# Basic Classification by Income

This notebook would contain basic data cleaning and classification

Source ACS

In [1]:
import pandas as pd

df_msa = pd.read_csv('../data/msa-by-zip.csv')

# Filter out invalid ZIP codes (less than 3 digits, e.g., P.O. Boxes, special-purpose ZIPs)
df_msa = df_msa[df_msa['ZIP CODE'] >= 601]

# Convert ZIP codes to 5-digit strings with leading zeros
df_msa['ZIP CODE'] = df_msa['ZIP CODE'].astype(str).str.zfill(5)

# Standardize column names to lowercase and replace spaces with underscores
df_msa.columns = [col.lower().replace(" ", "_") for col in df_msa.columns]

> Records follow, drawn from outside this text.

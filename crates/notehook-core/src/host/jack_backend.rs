//! Native JACK MIDI host for Linux
//!
//! Registers `midi_in` and `midi_out`, forwards everything from one to the
//! other and lets the [`HookProcessor`] route note-ons on the way through.
//!
//! ```text
//! system:midi_capture ──► notehook:midi_in ──► HookProcessor ──► notehook:midi_out
//!                                                   │
//!                                                   └─ try_enqueue ─► dispatch worker
//! ```

use super::{HostError, HostResult};
use crate::event::RawEvent;
use crate::processor::{EventSink, HookProcessor, SampleRate};
use jack::{Client, ClientOptions, Control, MidiIn, MidiOut, Port, ProcessScope, RawMidi};
use std::sync::Arc;

/// JACK port names
pub const MIDI_IN: &str = "midi_in";
pub const MIDI_OUT: &str = "midi_out";

/// An opened, not yet active JACK client
///
/// Opening first lets the caller read the server's sample rate before
/// preparing the session.
pub struct JackHost {
    client: Client,
    midi_in: Port<MidiIn>,
    midi_out: Port<MidiOut>,
}

impl JackHost {
    /// Create the client and register both MIDI ports
    pub fn open(client_name: &str) -> HostResult<Self> {
        // JACK may rename us if another client has the same name
        let (client, _status) = Client::new(client_name, ClientOptions::NO_START_SERVER)
            .map_err(|e| HostError::Client(e.to_string()))?;

        let midi_in = client
            .register_port(MIDI_IN, MidiIn::default())
            .map_err(|e| HostError::Port {
                port: MIDI_IN.to_string(),
                message: e.to_string(),
            })?;
        let midi_out = client
            .register_port(MIDI_OUT, MidiOut::default())
            .map_err(|e| HostError::Port {
                port: MIDI_OUT.to_string(),
                message: e.to_string(),
            })?;

        log::info!(
            "JACK client '{}' created (sample rate: {}Hz, buffer: {} frames)",
            client.name(),
            client.sample_rate(),
            client.buffer_size()
        );

        Ok(Self {
            client,
            midi_in,
            midi_out,
        })
    }

    pub fn client_name(&self) -> &str {
        self.client.name()
    }

    pub fn sample_rate(&self) -> f64 {
        self.client.sample_rate() as f64
    }

    /// Start processing
    ///
    /// `connect_from` / `connect_to` are full JACK port names to wire to
    /// `midi_in` / `midi_out` after activation; failures are only logged.
    pub fn activate(
        self,
        processor: HookProcessor,
        connect_from: Option<&str>,
        connect_to: Option<&str>,
    ) -> HostResult<JackHookHandle> {
        let client_name = self.client.name().to_string();
        let notifications = JackNotifications {
            sample_rate: processor.sample_rate(),
        };
        let handler = JackProcessor {
            midi_in: self.midi_in,
            midi_out: self.midi_out,
            sample_rate: processor.sample_rate(),
            processor,
        };

        let async_client = self
            .client
            .activate_async(notifications, handler)
            .map_err(|e| HostError::Activate(e.to_string()))?;
        log::info!("JACK client activated");

        let client = async_client.as_client();
        if let Some(source) = connect_from {
            let own = format!("{}:{}", client_name, MIDI_IN);
            match client.connect_ports_by_name(source, &own) {
                Ok(()) => log::info!("Connected {} -> {}", source, own),
                Err(e) => log::warn!("Could not connect {} -> {}: {}", source, own, e),
            }
        }
        if let Some(destination) = connect_to {
            let own = format!("{}:{}", client_name, MIDI_OUT);
            match client.connect_ports_by_name(&own, destination) {
                Ok(()) => log::info!("Connected {} -> {}", own, destination),
                Err(e) => log::warn!("Could not connect {} -> {}: {}", own, destination, e),
            }
        }

        Ok(JackHookHandle {
            _async_client: async_client,
            client_name,
        })
    }
}

/// Keeps the JACK client active; drop to disconnect
pub struct JackHookHandle {
    _async_client: jack::AsyncClient<JackNotifications, JackProcessor>,
    client_name: String,
}

impl JackHookHandle {
    pub fn client_name(&self) -> &str {
        &self.client_name
    }
}

/// Writes forwarded events to `midi_out` at their original offsets
struct JackMidiSink<'a> {
    writer: jack::MidiWriter<'a>,
}

impl EventSink for JackMidiSink<'_> {
    fn forward(&mut self, event: RawEvent<'_>) {
        // Only fails when the port buffer is full; nothing to do about it here
        let _ = self.writer.write(&RawMidi {
            time: event.sample_offset,
            bytes: event.bytes,
        });
    }
}

struct JackProcessor {
    midi_in: Port<MidiIn>,
    midi_out: Port<MidiOut>,
    sample_rate: Arc<SampleRate>,
    processor: HookProcessor,
}

impl jack::ProcessHandler for JackProcessor {
    fn process(&mut self, _client: &Client, ps: &ProcessScope) -> Control {
        let mut sink = JackMidiSink {
            writer: self.midi_out.writer(ps),
        };
        let events = self
            .midi_in
            .iter(ps)
            .map(|midi| RawEvent::new(midi.bytes, midi.time));

        // Frame time of the first sample in this cycle
        let rate = self.sample_rate.get();
        let host_time = if rate > 0.0 {
            ps.last_frame_time() as f64 / rate
        } else {
            0.0
        };

        self.processor.process(events, host_time, &mut sink);
        Control::Continue
    }
}

/// Runs on JACK's notification thread, never the process thread
struct JackNotifications {
    sample_rate: Arc<SampleRate>,
}

impl jack::NotificationHandler for JackNotifications {
    fn sample_rate(&mut self, _client: &Client, srate: jack::Frames) -> Control {
        log::info!("JACK sample rate changed to: {}", srate);
        self.sample_rate.set(srate as f64);
        Control::Continue
    }

    fn xrun(&mut self, _client: &Client) -> Control {
        log::warn!("JACK xrun detected");
        Control::Continue
    }
}
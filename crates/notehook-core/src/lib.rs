//! notehook core - run external handlers for MIDI notes without touching the real-time path
//!
//! # Architecture
//!
//! ```text
//! ┌──────────────────┐  route()   ┌──────────────┐  dequeue_batch()  ┌──────────────────┐
//! │  Host RT thread  │──────────► │ Relay queue  │ ────────────────► │ Dispatch worker  │
//! │ (HookProcessor)  │ try_enqueue│ (SPSC ring)  │                   │ (notehook-dispatch)
//! └────────┬─────────┘            └──────────────┘                   └────────┬─────────┘
//!          │ forward every event unchanged                                    │ invoke + timeout
//!          ▼                                                                  ▼
//!     MIDI output                                                     external handler
//! ```
//!
//! The real-time side only reads an immutable [`NoteMap`] snapshot and pushes
//! into a bounded lock-free ring. Everything that can block (process launch,
//! waiting, logging, file access) happens on the worker thread or on the
//! thread that owns the [`HookSession`].

pub mod config;
pub mod event;
pub mod host;
pub mod invoke;
pub mod job;
pub mod mapping;
pub mod processor;
pub mod relay;
pub mod router;
pub mod session;
pub mod state;
pub mod stats;
pub mod status;
pub mod worker;

pub use event::{NoteEvent, RawEvent};
pub use invoke::{HandlerInvoker, Invocation, InvokeError, ProcessInvoker, TimeoutPolicy};
pub use job::{HandlerPath, JobDescriptor};
pub use mapping::{MappingCell, NoteMap};
pub use processor::{CycleReport, EventSink, HookProcessor, SampleRate};
pub use relay::{Batch, RelayConsumer, RelayProducer, RelayQueue};
pub use router::{route, CycleClock};
pub use session::{HookError, HookSession};
pub use state::PluginState;
pub use stats::{DispatchStats, StatsSnapshot};
pub use status::{StatusIndicator, StatusReport};
pub use worker::{DispatchWorker, WorkerConfig, WorkerHandle, WorkerState};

# Create a subset with only ZIP code and MSA name for merging later
df_subset = df_msa[['zip_code', 'msa_name']]

# Define data cleaning function
def clean_data(df, df_subset):
    """
    Cleans and processes a DataFrame containing ZIP Code Tabulation Area (ZCTA5) and income data, 
    merges it with a subset DataFrame, and returns the cleaned result along with the name of the median income column.

    Parameters:
    -----------
    df : pd.DataFrame
        Raw DataFrame containing income and geographic data. Assumes the first row is a header row, 
        and the first and last columns are to be dropped.
    
    df_subset : pd.DataFrame
        DataFrame containing a 'zip_code' column and an 'msa_name' column to be merged with `df`.
    
    Returns:
    --------
    tuple:
        - pd.DataFrame: Cleaned and merged DataFrame with relevant ZIP code and MSA (Metropolitan Statistical Area) data.
        - str: The column name used for median household income, depending on which format was present in the original data.
    """
    # Use the first row as the header, then reset index and drop the original header row
    df.columns = df.iloc[0]
    df = df[1:].reset_index(drop=True)

    # Drop the first and last columns (likely metadata or margin of error)
    df = df.drop([df.columns[0], df.columns[-1]], axis=1)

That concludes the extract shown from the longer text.